Bely drew many of his characters from historical models: Apollon Apollonovich shares many characteristics with Procurator of the Holy Synod Konstantin Pobedonostsev; Dudkin resembles the revolutionary terrorist Boris Savinkov; Lippanchenko shares many characteristics with the infamous double agent Yevno Azef.

There are similarities with James Joyce's Ulysses. The linguistic rhythms, wordplay, symbolism, politics, and general structure and themes of the novel have all been compared to Joyce's novel, as well as the setting of the action in a capital city (Dublin; St. Petersburg) that is itself a character and the unusual use of humor. However, the differences are also notable; the English translation of Bely remains more accessible than Joyce, for example. Bely's work is based on a complex rhythm of patterns, yet does not use such a wide variety of innovations as Joyce.
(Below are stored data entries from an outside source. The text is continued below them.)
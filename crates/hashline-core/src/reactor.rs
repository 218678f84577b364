//! The reactor task: single owner of all line and channel state.
//!
//! The reactor never blocks on application code. Anything that can
//! wait (window room, readable data) waits inside the channel handles;
//! anything timed (delayed acks, open deadlines, idle sweeps) is a
//! spawned sleep that reports back through the command queue.

use crate::channel::{AckAction, Channel, ChannelShared, Reliability};
use crate::config::SwitchConfig;
use crate::error::{Error, Result};
use crate::handshake::{LocalHalf, RemoteHalf, compose_open, unix_millis};
use crate::hashname::Hashname;
use crate::identity::{Identity, PeerInfo};
use crate::line::{Line, LineState};
use crate::packet::Packet;
use crate::switch::{Command, SwitchStats};
use hashline_crypto::LINE_ID_SIZE;
use hashline_transport::Transport;
use rand_core::OsRng;
use std::collections::HashMap;
use std::net::SocketAddr;
use std::sync::Arc;
use std::time::Instant;
use tokio::sync::{mpsc, oneshot};

/// A line plus everything the reactor keeps around it.
struct LineEntry {
    line: Line,
    channels: HashMap<u32, Arc<ChannelShared>>,
    open_waiters: Vec<oneshot::Sender<Result<()>>>,
    chan_waiters: Vec<(String, Reliability, oneshot::Sender<Result<Channel>>)>,
}

impl LineEntry {
    fn new(hashname: Hashname) -> Self {
        Self {
            line: Line::new(hashname),
            channels: HashMap::new(),
            open_waiters: Vec::new(),
            chan_waiters: Vec::new(),
        }
    }
}

pub(crate) struct Reactor {
    identity: Arc<Identity>,
    transport: Arc<dyn Transport>,
    config: SwitchConfig,
    commands: mpsc::UnboundedSender<Command>,
    accept_tx: mpsc::Sender<Channel>,
    lines: HashMap<Hashname, LineEntry>,
    tokens: HashMap<[u8; LINE_ID_SIZE], Hashname>,
    peers: HashMap<Hashname, PeerInfo>,
    packets_received: u64,
    packets_dropped: u64,
    handshakes_accepted: u64,
}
The comparison of Petersburg to Ulysses has been made for both its symbolist style and for the centrality of the city within the narrative. There are many allusions within the novel to the city's history going back to its founding by Peter the Great, and it incorporates a number of literary allusions to literature set in Petersburg (especially The Bronze Horseman) as well as Russian literature in general. The characters such as Apollon Apollonovich and Alexander Ivanovich often merge with their environments, while the city itself forms a significant role in the story's unfolding.
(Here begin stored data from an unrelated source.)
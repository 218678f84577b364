//! # Hashline Core
//!
//! The protocol engine of hashline: a peer-to-peer stack where every
//! node is addressed by the hash of its public keys (its *hashname*),
//! pairs of nodes establish encrypted sessions (*lines*) over plain
//! datagrams, and each line multiplexes any number of logical streams
//! (*channels*) with per-channel reliability.
//!
//! The moving parts:
//!
//! - [`packet`] - the `[len][json header][body]` wire framing;
//! - [`identity`] / [`hashname`] - long-term keys and the names derived
//!   from them;
//! - [`handshake`] - open packets: sealed ephemeral keys, signatures,
//!   freshness;
//! - [`line`] - the per-peer session state machine and traffic crypto;
//! - [`channel`] - reliable and unreliable stream engines plus the
//!   application-facing [`channel::Channel`] handle;
//! - [`switch`] - the node itself: a reactor task owning all state,
//!   fed by ingress workers and a command queue.
//!
//! ```no_run
//! use hashline_core::{Identity, Reliability, Switch, SwitchConfig};
//! use hashline_transport::UdpTransport;
//! use std::sync::Arc;
//!
//! # async fn demo() -> hashline_core::Result<()> {
//! let identity = Identity::generate(&mut rand_core::OsRng);
//! let transport = Arc::new(UdpTransport::bind("0.0.0.0:42424".parse().unwrap()).await?);
//! let switch = Switch::spawn(identity, transport, SwitchConfig::default());
//!
//! while let Ok(channel) = switch.accept().await {
//!     while let Some(body) = channel.recv().await? {
//!         channel.send(body).await?;
//!     }
//! }
//! # Ok(())
//! # }
//! ```

#![warn(missing_docs)]
#![warn(clippy::all)]
#![deny(unsafe_code)]

pub mod channel;
pub mod config;
pub mod error;
pub mod handshake;
pub mod hashname;
pub mod identity;
pub mod line;
pub mod packet;
pub mod pool;
mod reactor;
pub mod switch;

pub use channel::{Channel, ChannelInspect, ChannelState, Reliability};
pub use config::SwitchConfig;
pub use error::{Error, Result};
pub use hashname::Hashname;
pub use identity::{Identity, PeerInfo, PublicKeys};
pub use line::LineState;
pub use packet::{Header, Packet, PacketHeader};
pub use switch::{Switch, SwitchStats};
The book was informed by many of the philosophies Bely and others of his time were concerned with, both political and spiritual. One of the major influences on the somewhat mystical tone of the book was Bely's experience with Rudolf Steiner and his philosophy of anthroposophy. The characters undergo various transcendent states, and these are generally drawn from Bely's spiritual studies. There are also discussions of Marxism and Friedrich Nietzsche's ideas, and, though the book revolves around a political action, much of it is concerned with spiritual states.

==Translations==
There have been four major translations of the novel into English:

===1922 version===
1. St. Petersburg (or Saint Petersburg), translated by John Cournos (1959, based on the Berlin version)
2. Petersburg, translated and annotated by John E. Malmstad and Robert Alan Maguire (Indiana University Press, 1978; based on the Berlin version) ISBN 0-253-20219-1

===1913 version===
1. Petersburg, translated by David McDuff (Penguin Books, 1995)
2. Petersburg, translated by John Elsworth (Pushkin Press, 2009); winner of the 2012 Rossica Translation Prize

===Comparisons===
In a review of all the existing English translations, Michael R. Katz writes that "if someone wants to read Bely's masterpiece and to understand most of it, then learn Russian and read it in the original; if he/she wants to understand some of it, then read Maguire and Malmstad's magisterial annotated, introduced, and reasonably well-translated scholarly edition; and if someone wants just to say that he/she has read Bely's Petersburg for the sake of adding one notch to his cultural gun [then] go read Elsworth's version." In the Times Literary Supplement, Thomas Karshan noted that "Elsworth's version conveys little of Bely's sonic patterning" but that "McDuff's distinguished 1995 version does a good job of approximating the music of Bely's Symbolist prose poetry".